Boris Johnson will be empty chaired by Channel 4 News if he declines an invitation to debate the climate crisis with other party leaders in a UK TV first ahead of next month’s general election.
It comes after the Prime Minister turned down a televised leaders’ debate on Channel 4 planned for this Sunday despite “weeks of negotiations”, resulting in the programme being cancelled.
Now Johnson has been invited to attend Emergency on Planet Earth: The Debate, which will air at 7pm on a date to be confirmed although it will be a weekday within the next two weeks before voters go to the polls on 12 December.
All of the main party leaders have already agreed to take part except Johnson and Brexit Party leader Nigel Farage.
Channel 4 News editor Ben De Pear confirmed Johnson would be represented by an empty podium if he failed to show.
“We would really hope we wouldn’t have to do that on an issue of this gravity,” De Pear told Press Gazette.
“The most recent example of climate change in this country is Fishlake [South Yorkshire] and the 800 houses that were flooded out there.
“We saw the Prime Minister go up there and people asked him: ‘Where have you been Boris? Why are you here so late?’
“We would hope we wouldn’t have to say: ‘Where are you Prime Minister, why haven’t you come on [the climate debate] at all?’”

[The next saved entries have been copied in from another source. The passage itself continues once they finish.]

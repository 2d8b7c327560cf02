// ============================================================
// Layer 3 — Hyperparameters
// ============================================================
// Named, defaulted, range-checked configuration for the model
// builder, plus the discrete grid the tuner draws from.
//
//   name            default   tuning choices
//   embedding_dim   8         4, 8, 16
//   unit_1          128       128, 256
//   dropout_1       0.2       0.2, 0.4
//   unit_2          64        64, 128
//   dropout_2       0.2       0.2, 0.4
//   unit_3          32        32, 64
//   dropout_3       0.2       0.2, 0.4
//   learning_rate   0.001     0.0001, 0.001
//
// The tuner hands its winner to the trainer as a plain
// key → number mapping; `from_values` reads that mapping back.

use rand::Rng;
use serde::{Deserialize, Serialize};
use serde_json::{Map, Value};
use thiserror::Error;

#[derive(Debug, Error, PartialEq)]
pub enum HyperParameterError {
    #[error("{name} must be positive, got {value}")]
    NotPositive { name: &'static str, value: f64 },

    #[error("{name} must be in [0, 1), got {value}")]
    DropoutOutOfRange { name: &'static str, value: f64 },

    #[error("{name} must be a number, got {value}")]
    NotANumber { name: String, value: String },
}

#[derive(Debug, Clone, PartialEq, Serialize, Deserialize)]
pub struct HyperParameters {
    pub embedding_dim: usize,
    pub unit_1:        usize,
    pub dropout_1:     f64,
    pub unit_2:        usize,
    pub dropout_2:     f64,
    pub unit_3:        usize,
    pub dropout_3:     f64,
    pub learning_rate: f64,
}

impl Default for HyperParameters {
    fn default() -> Self {
        Self {
            embedding_dim: 8,
            unit_1:        128,
            dropout_1:     0.2,
            unit_2:        64,
            dropout_2:     0.2,
            unit_3:        32,
            dropout_3:     0.2,
            learning_rate: 0.001,
        }
    }
}

impl HyperParameters {
    /// Check every value against its allowed range.
    pub fn validate(&self) -> Result<(), HyperParameterError> {
        for (name, value) in [
            ("embedding_dim", self.embedding_dim),
            ("unit_1", self.unit_1),
            ("unit_2", self.unit_2),
            ("unit_3", self.unit_3),
        ] {
            if value == 0 {
                return Err(HyperParameterError::NotPositive { name, value: 0.0 });
            }
        }
        for (name, value) in [
            ("dropout_1", self.dropout_1),
            ("dropout_2", self.dropout_2),
            ("dropout_3", self.dropout_3),
        ] {
            if !(0.0..1.0).contains(&value) {
                return Err(HyperParameterError::DropoutOutOfRange { name, value });
            }
        }
        if !self.learning_rate.is_finite() || self.learning_rate <= 0.0 {
            return Err(HyperParameterError::NotPositive {
                name:  "learning_rate",
                value: self.learning_rate,
            });
        }
        Ok(())
    }

    /// Read the tuner hand-off mapping.
    ///
    /// Missing keys keep their default, unknown keys are ignored
    /// with a warning. The result is validated.
    pub fn from_values(values: &Map<String, Value>) -> Result<Self, HyperParameterError> {
        let mut hp = Self::default();
        for (key, value) in values {
            let number = value.as_f64().ok_or_else(|| HyperParameterError::NotANumber {
                name:  key.clone(),
                value: value.to_string(),
            })?;
            match key.as_str() {
                "embedding_dim" => hp.embedding_dim = as_width("embedding_dim", number)?,
                "unit_1"        => hp.unit_1        = as_width("unit_1", number)?,
                "unit_2"        => hp.unit_2        = as_width("unit_2", number)?,
                "unit_3"        => hp.unit_3        = as_width("unit_3", number)?,
                "dropout_1"     => hp.dropout_1     = number,
                "dropout_2"     => hp.dropout_2     = number,
                "dropout_3"     => hp.dropout_3     = number,
                "learning_rate" => hp.learning_rate = number,
                other => tracing::warn!("Ignoring unknown hyperparameter '{}'", other),
            }
        }
        hp.validate()?;
        Ok(hp)
    }

    /// The plain key-value form handed from tuner to trainer.
    pub fn to_values(&self) -> Map<String, Value> {
        let mut m = Map::new();
        m.insert("embedding_dim".into(), Value::from(self.embedding_dim));
        m.insert("unit_1".into(),        Value::from(self.unit_1));
        m.insert("dropout_1".into(),     Value::from(self.dropout_1));
        m.insert("unit_2".into(),        Value::from(self.unit_2));
        m.insert("dropout_2".into(),     Value::from(self.dropout_2));
        m.insert("unit_3".into(),        Value::from(self.unit_3));
        m.insert("dropout_3".into(),     Value::from(self.dropout_3));
        m.insert("learning_rate".into(), Value::from(self.learning_rate));
        m
    }
}

fn as_width(name: &'static str, number: f64) -> Result<usize, HyperParameterError> {
    if number < 1.0 || number.fract() != 0.0 {
        return Err(HyperParameterError::NotPositive { name, value: number });
    }
    Ok(number as usize)
}

// ─── Search Space ─────────────────────────────────────────────────────────────
/// Discrete choices per hyperparameter used by random search.
#[derive(Debug, Clone, PartialEq, Serialize, Deserialize)]
pub struct SearchSpace {
    pub embedding_dim: Vec<usize>,
    pub unit_1:        Vec<usize>,
    pub dropout_1:     Vec<f64>,
    pub unit_2:        Vec<usize>,
    pub dropout_2:     Vec<f64>,
    pub unit_3:        Vec<usize>,
    pub dropout_3:     Vec<f64>,
    pub learning_rate: Vec<f64>,
}

impl Default for SearchSpace {
    fn default() -> Self {
        Self {
            embedding_dim: vec![4, 8, 16],
            unit_1:        vec![128, 256],
            dropout_1:     vec![0.2, 0.4],
            unit_2:        vec![64, 128],
            dropout_2:     vec![0.2, 0.4],
            unit_3:        vec![32, 64],
            dropout_3:     vec![0.2, 0.4],
            learning_rate: vec![0.0001, 0.001],
        }
    }
}

impl SearchSpace {
    /// Number of distinct points in the grid
    pub fn cardinality(&self) -> usize {
        self.embedding_dim.len()
            * self.unit_1.len()
            * self.dropout_1.len()
            * self.unit_2.len()
            * self.dropout_2.len()
            * self.unit_3.len()
            * self.dropout_3.len()
            * self.learning_rate.len()
    }

    /// Draw one grid point uniformly at random.
    /// Every choice list must be non-empty.
    pub fn sample(&self, rng: &mut impl Rng) -> HyperParameters {
        HyperParameters {
            embedding_dim: pick(&self.embedding_dim, rng),
            unit_1:        pick(&self.unit_1, rng),
            dropout_1:     pick(&self.dropout_1, rng),
            unit_2:        pick(&self.unit_2, rng),
            dropout_2:     pick(&self.dropout_2, rng),
            unit_3:        pick(&self.unit_3, rng),
            dropout_3:     pick(&self.dropout_3, rng),
            learning_rate: pick(&self.learning_rate, rng),
        }
    }

    pub fn contains(&self, hp: &HyperParameters) -> bool {
        self.embedding_dim.contains(&hp.embedding_dim)
            && self.unit_1.contains(&hp.unit_1)
            && self.dropout_1.contains(&hp.dropout_1)
            && self.unit_2.contains(&hp.unit_2)
            && self.dropout_2.contains(&hp.dropout_2)
            && self.unit_3.contains(&hp.unit_3)
            && self.dropout_3.contains(&hp.dropout_3)
            && self.learning_rate.contains(&hp.learning_rate)
    }

    pub fn is_empty(&self) -> bool {
        self.cardinality() == 0
    }
}

fn pick<T: Copy>(choices: &[T], rng: &mut impl Rng) -> T {
    choices[rng.gen_range(0..choices.len())]
}

#[cfg(test)]
mod tests {
    use super::*;
    use rand::{rngs::StdRng, SeedableRng};
    use serde_json::json;

    #[test]
    fn test_defaults_are_valid() {
        assert_eq!(HyperParameters::default().validate(), Ok(()));
    }

    #[test]
    fn test_validate_rejects_bad_dropout() {
        let hp = HyperParameters { dropout_2: 1.0, ..Default::default() };
        assert!(matches!(
            hp.validate(),
            Err(HyperParameterError::DropoutOutOfRange { name: "dropout_2", .. })
        ));
    }

    #[test]
    fn test_validate_rejects_zero_width_and_lr() {
        let hp = HyperParameters { unit_3: 0, ..Default::default() };
        assert!(hp.validate().is_err());
        let hp = HyperParameters { learning_rate: 0.0, ..Default::default() };
        assert!(hp.validate().is_err());
    }

    #[test]
    fn test_from_values_fills_defaults() {
        let values = json!({"unit_1": 256, "learning_rate": 0.0001});
        let hp = HyperParameters::from_values(values.as_object().unwrap()).unwrap();
        assert_eq!(hp.unit_1, 256);
        assert_eq!(hp.learning_rate, 0.0001);
        assert_eq!(hp.embedding_dim, 8);
        assert_eq!(hp.unit_2, 64);
    }

    #[test]
    fn test_from_values_rejects_non_numeric_and_fractional_width() {
        let values = json!({"unit_1": "wide"});
        assert!(HyperParameters::from_values(values.as_object().unwrap()).is_err());
        let values = json!({"unit_1": 12.5});
        assert!(HyperParameters::from_values(values.as_object().unwrap()).is_err());
    }

    #[test]
    fn test_values_mapping_is_read_back() {
        let hp = HyperParameters { embedding_dim: 16, dropout_3: 0.4, ..Default::default() };
        let back = HyperParameters::from_values(&hp.to_values()).unwrap();
        assert_eq!(back, hp);
    }

    #[test]
    fn test_default_grid_size() {
        assert_eq!(SearchSpace::default().cardinality(), 3 * 128);
    }

    #[test]
    fn test_samples_stay_inside_grid() {
        let space = SearchSpace::default();
        let mut rng = StdRng::seed_from_u64(7);
        for _ in 0..50 {
            let hp = space.sample(&mut rng);
            assert!(space.contains(&hp));
            assert!(hp.validate().is_ok());
        }
    }
}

De Pear said Johnson “always says yes when we ask him” to attend debates, but added: “It’s whether it actually happens.”
The Tory leader cancelled a planned interview with the broadcaster at the G7 summit in August and turned down an interview during the party’s conference in October, telling a reporter who asked why that it was “above my pay grade”.
However Johnson did give an interview to Channel 4 News political editor Garry Gibbon while he was in New York for the United Nations General Assembly in September.
During this election campaign Johnson has so far taken part in a head-to-head with Jeremy Corbyn on ITV and will appear on a BBC Question Time special with other party leaders tonight.
De Pear said he didn’t know why Johnson refused to appear on Channel 4 News, adding: “I think they choose the interviews they want.
“It’s certainly not because of our audience, because it’s the healthiest it has been since 2011.”
He said the news bulletins are regularly drawing in 800,000 to 1m viewers every evening and that Channel 4 News is the “most-watched news programme” on social media platforms.
“It would be a shame if the Prime Minister didn’t want to appeal to these people, most of whom are voters, especially on a subject they are passionately interested in,” he added.
The Tories this week turned away the Daily Mirror from Johnson’s campaign battle bus, reporting that the party had blamed its “critical coverage of the Prime Minister” on flooding and the NHS.
Channel 4 News has also covered flooding in the north.
“Any closing down of access for professional, bona fide journalists in this country is detrimental to democracy,” De Pear told Press Gazette.
He said interviews with politicians had been cut shorter and shorter over the years since Margaret Thatcher was in office.
“I honestly believe, having followed Boris’ career as a journalist over many years, he relishes interviews but for whatever reason he is containing this to certain outlets.
“We don’t know if he is making that decision or if somebody else is.”
The climate debate will see party leaders answer questions on the climate crisis, environment and biodiversity, from both experts and members of the public.